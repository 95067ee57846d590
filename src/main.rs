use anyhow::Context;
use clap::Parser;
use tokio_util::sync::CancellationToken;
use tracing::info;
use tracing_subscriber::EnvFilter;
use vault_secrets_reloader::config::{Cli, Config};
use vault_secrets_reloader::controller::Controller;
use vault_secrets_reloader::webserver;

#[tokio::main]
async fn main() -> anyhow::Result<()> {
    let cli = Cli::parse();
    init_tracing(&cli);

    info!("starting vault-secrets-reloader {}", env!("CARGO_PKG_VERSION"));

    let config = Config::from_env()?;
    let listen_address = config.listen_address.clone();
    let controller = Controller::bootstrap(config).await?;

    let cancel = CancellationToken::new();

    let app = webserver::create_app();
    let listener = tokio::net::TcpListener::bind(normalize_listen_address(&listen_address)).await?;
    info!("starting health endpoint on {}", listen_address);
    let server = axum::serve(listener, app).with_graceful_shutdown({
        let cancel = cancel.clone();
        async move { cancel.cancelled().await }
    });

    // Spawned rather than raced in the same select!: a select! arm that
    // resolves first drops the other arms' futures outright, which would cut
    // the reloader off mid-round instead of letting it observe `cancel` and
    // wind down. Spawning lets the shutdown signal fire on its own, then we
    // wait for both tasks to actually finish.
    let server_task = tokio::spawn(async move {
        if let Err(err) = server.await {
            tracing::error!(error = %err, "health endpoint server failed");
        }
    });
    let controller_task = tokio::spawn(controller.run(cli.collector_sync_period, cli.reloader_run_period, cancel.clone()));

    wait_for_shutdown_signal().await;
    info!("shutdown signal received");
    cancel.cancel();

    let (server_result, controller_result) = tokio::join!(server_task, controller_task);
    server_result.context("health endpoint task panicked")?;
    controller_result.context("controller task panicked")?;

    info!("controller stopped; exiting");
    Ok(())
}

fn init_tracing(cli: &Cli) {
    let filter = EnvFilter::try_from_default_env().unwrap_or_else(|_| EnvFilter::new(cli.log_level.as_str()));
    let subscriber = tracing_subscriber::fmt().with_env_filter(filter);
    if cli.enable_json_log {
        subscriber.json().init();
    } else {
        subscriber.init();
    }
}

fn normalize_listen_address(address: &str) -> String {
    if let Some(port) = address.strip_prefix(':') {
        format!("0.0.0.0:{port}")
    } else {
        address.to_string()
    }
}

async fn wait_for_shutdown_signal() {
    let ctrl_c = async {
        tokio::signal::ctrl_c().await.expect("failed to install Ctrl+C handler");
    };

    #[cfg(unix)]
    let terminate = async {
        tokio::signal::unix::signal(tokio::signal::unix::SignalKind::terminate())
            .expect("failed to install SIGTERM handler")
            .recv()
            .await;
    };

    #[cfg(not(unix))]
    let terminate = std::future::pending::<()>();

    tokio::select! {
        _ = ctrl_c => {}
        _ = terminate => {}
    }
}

* * *

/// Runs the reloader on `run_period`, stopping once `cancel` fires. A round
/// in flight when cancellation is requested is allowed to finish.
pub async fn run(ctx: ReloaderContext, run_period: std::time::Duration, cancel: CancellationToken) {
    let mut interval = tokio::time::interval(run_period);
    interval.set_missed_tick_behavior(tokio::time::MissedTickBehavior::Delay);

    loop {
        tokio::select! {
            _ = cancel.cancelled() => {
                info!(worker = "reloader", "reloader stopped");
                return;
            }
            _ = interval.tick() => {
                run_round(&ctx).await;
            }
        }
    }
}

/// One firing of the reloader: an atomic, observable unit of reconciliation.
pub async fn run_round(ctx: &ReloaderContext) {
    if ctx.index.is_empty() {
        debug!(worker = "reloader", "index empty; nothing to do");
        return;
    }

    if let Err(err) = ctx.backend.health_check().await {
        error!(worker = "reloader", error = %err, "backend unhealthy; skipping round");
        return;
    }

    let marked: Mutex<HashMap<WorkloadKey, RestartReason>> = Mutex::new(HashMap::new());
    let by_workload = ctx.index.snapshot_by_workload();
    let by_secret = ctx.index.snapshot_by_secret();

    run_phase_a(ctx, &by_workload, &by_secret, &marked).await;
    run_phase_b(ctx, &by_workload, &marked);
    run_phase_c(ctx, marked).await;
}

### [AIM OF THE TASK]
What lines in the data hold the word "backend"? Return them.

### [SOLUTION]
    if let Err(err) = ctx.backend.health_check().await {
        error!(worker = "reloader", error = %err, "backend unhealthy; skipping round");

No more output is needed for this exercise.